Provided entries »
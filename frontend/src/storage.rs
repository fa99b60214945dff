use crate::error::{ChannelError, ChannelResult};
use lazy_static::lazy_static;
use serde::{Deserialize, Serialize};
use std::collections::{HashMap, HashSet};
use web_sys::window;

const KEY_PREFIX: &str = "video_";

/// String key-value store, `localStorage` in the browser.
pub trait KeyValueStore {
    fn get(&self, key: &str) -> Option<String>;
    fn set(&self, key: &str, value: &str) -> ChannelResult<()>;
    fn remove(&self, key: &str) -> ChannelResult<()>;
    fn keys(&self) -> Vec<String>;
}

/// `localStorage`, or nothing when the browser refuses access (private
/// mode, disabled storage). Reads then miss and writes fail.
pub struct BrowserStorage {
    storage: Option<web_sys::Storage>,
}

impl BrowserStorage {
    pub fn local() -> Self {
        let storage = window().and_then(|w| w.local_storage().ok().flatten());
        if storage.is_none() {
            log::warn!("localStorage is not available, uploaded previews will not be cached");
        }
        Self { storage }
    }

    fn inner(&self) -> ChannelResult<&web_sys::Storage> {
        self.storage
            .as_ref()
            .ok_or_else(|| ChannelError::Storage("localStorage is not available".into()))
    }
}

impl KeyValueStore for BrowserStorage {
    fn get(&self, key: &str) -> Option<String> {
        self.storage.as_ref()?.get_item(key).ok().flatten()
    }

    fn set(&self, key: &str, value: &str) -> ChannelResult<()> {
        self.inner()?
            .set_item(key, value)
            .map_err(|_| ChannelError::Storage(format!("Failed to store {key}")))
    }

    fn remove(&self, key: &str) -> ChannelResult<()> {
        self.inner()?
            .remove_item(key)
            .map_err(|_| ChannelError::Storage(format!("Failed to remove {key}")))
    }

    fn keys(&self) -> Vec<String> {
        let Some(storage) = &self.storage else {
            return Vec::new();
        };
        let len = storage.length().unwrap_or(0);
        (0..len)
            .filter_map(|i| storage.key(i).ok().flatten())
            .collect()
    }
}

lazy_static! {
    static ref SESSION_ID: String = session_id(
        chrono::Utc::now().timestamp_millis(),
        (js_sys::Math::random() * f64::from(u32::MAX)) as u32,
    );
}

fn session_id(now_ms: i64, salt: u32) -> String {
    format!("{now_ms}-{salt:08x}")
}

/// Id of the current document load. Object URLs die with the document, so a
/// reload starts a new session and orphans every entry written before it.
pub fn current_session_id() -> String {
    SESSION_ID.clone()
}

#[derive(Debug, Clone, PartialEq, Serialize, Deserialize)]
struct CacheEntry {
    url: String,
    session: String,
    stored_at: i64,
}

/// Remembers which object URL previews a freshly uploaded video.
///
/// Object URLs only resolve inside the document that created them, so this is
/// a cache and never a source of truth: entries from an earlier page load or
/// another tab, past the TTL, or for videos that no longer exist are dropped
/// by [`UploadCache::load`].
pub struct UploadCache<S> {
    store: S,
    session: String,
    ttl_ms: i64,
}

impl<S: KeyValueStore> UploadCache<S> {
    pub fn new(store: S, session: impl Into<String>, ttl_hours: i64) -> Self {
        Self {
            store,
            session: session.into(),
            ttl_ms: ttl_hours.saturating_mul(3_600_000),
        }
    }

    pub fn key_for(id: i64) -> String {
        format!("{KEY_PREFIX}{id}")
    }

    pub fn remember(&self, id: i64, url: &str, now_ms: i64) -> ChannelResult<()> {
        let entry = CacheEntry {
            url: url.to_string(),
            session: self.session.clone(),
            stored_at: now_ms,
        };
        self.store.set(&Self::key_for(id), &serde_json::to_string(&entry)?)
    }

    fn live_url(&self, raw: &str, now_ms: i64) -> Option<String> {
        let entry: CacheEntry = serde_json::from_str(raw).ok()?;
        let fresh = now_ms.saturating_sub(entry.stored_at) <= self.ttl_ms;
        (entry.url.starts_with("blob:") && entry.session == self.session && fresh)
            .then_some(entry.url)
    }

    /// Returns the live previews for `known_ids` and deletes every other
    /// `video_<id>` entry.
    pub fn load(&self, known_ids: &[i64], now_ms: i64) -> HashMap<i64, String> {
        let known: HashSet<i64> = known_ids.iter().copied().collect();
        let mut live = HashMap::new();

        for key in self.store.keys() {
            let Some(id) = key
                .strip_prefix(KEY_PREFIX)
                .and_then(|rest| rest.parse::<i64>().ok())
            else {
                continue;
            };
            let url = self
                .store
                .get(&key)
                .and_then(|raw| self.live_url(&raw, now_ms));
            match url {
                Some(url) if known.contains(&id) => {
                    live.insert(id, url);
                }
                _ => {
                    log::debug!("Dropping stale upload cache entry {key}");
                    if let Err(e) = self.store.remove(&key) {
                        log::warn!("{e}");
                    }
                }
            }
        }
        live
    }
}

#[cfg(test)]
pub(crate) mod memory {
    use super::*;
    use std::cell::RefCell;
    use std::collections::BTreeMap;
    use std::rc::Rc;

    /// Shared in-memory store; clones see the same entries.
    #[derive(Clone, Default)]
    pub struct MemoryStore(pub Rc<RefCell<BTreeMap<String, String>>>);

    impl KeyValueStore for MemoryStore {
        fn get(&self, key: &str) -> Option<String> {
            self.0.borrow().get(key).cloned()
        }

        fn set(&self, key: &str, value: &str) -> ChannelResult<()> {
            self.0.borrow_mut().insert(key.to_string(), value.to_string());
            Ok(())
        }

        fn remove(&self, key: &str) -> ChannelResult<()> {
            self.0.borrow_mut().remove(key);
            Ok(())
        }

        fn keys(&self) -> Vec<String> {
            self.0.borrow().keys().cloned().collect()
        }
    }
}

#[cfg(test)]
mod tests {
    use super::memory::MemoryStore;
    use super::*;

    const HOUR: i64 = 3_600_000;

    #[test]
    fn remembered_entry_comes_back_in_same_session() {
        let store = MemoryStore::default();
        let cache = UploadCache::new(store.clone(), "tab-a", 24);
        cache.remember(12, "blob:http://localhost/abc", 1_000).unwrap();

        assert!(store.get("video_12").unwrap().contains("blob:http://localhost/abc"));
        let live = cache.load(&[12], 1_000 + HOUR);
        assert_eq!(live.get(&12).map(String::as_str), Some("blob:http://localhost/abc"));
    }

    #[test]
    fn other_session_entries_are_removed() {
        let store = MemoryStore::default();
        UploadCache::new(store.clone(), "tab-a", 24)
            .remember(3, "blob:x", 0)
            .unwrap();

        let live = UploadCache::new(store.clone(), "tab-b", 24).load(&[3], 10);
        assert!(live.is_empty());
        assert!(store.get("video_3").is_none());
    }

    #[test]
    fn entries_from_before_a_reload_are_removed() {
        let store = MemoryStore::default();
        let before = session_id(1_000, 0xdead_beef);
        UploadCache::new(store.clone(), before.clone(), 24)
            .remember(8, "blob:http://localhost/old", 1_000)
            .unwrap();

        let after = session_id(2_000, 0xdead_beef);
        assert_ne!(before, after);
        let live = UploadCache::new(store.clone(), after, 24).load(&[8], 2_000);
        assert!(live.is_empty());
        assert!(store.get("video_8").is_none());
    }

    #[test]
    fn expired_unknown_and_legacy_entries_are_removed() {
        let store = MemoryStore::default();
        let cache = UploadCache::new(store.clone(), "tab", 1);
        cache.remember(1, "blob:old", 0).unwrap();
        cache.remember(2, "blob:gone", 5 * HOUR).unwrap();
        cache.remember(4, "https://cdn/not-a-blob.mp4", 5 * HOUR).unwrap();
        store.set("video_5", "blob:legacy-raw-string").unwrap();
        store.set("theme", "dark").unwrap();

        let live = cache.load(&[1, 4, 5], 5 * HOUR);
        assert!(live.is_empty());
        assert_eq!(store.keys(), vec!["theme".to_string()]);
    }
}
...
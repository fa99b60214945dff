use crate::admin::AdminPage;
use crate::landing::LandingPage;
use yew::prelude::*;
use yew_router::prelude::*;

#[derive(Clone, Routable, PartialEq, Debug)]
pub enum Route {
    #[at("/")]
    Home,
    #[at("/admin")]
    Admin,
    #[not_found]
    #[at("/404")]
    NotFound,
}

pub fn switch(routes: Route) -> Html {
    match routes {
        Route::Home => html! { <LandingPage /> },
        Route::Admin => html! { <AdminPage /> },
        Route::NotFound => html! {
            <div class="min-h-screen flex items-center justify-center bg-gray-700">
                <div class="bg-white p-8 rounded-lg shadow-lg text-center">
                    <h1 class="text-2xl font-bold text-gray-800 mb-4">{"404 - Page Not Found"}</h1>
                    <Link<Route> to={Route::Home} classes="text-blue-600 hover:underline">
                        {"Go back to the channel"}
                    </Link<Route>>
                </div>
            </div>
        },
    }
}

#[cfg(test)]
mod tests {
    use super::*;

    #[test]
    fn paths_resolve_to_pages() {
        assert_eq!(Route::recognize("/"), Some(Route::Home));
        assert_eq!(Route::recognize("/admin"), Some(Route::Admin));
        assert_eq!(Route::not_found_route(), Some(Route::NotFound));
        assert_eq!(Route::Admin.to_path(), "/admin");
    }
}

What this task involves »
Please give back exactly the lines of the listing above that run from the one containing "filename frontend/src/storage.rs" through the one containing "impl KeyValueStore for BrowserStorage", and only those.

Answer box »
filename frontend/src/storage.rs
repository fa99b60214945dff
use crate::error::{ChannelError, ChannelResult};
use lazy_static::lazy_static;
use serde::{Deserialize, Serialize};
use std::collections::{HashMap, HashSet};
use web_sys::window;

const KEY_PREFIX: &str = "video_";

/// String key-value store, `localStorage` in the browser.
pub trait KeyValueStore {
    fn get(&self, key: &str) -> Option<String>;
    fn set(&self, key: &str, value: &str) -> ChannelResult<()>;
    fn remove(&self, key: &str) -> ChannelResult<()>;
    fn keys(&self) -> Vec<String>;
}

/// `localStorage`, or nothing when the browser refuses access (private
/// mode, disabled storage). Reads then miss and writes fail.
pub struct BrowserStorage {
    storage: Option<web_sys::Storage>,
}

impl BrowserStorage {
    pub fn local() -> Self {
        let storage = window().and_then(|w| w.local_storage().ok().flatten());
        if storage.is_none() {
            log::warn!("localStorage is not available, uploaded previews will not be cached");
        }
        Self { storage }
    }

    fn inner(&self) -> ChannelResult<&web_sys::Storage> {
        self.storage
            .as_ref()
            .ok_or_else(|| ChannelError::Storage("localStorage is not available".into()))
    }
}

impl KeyValueStore for BrowserStorage {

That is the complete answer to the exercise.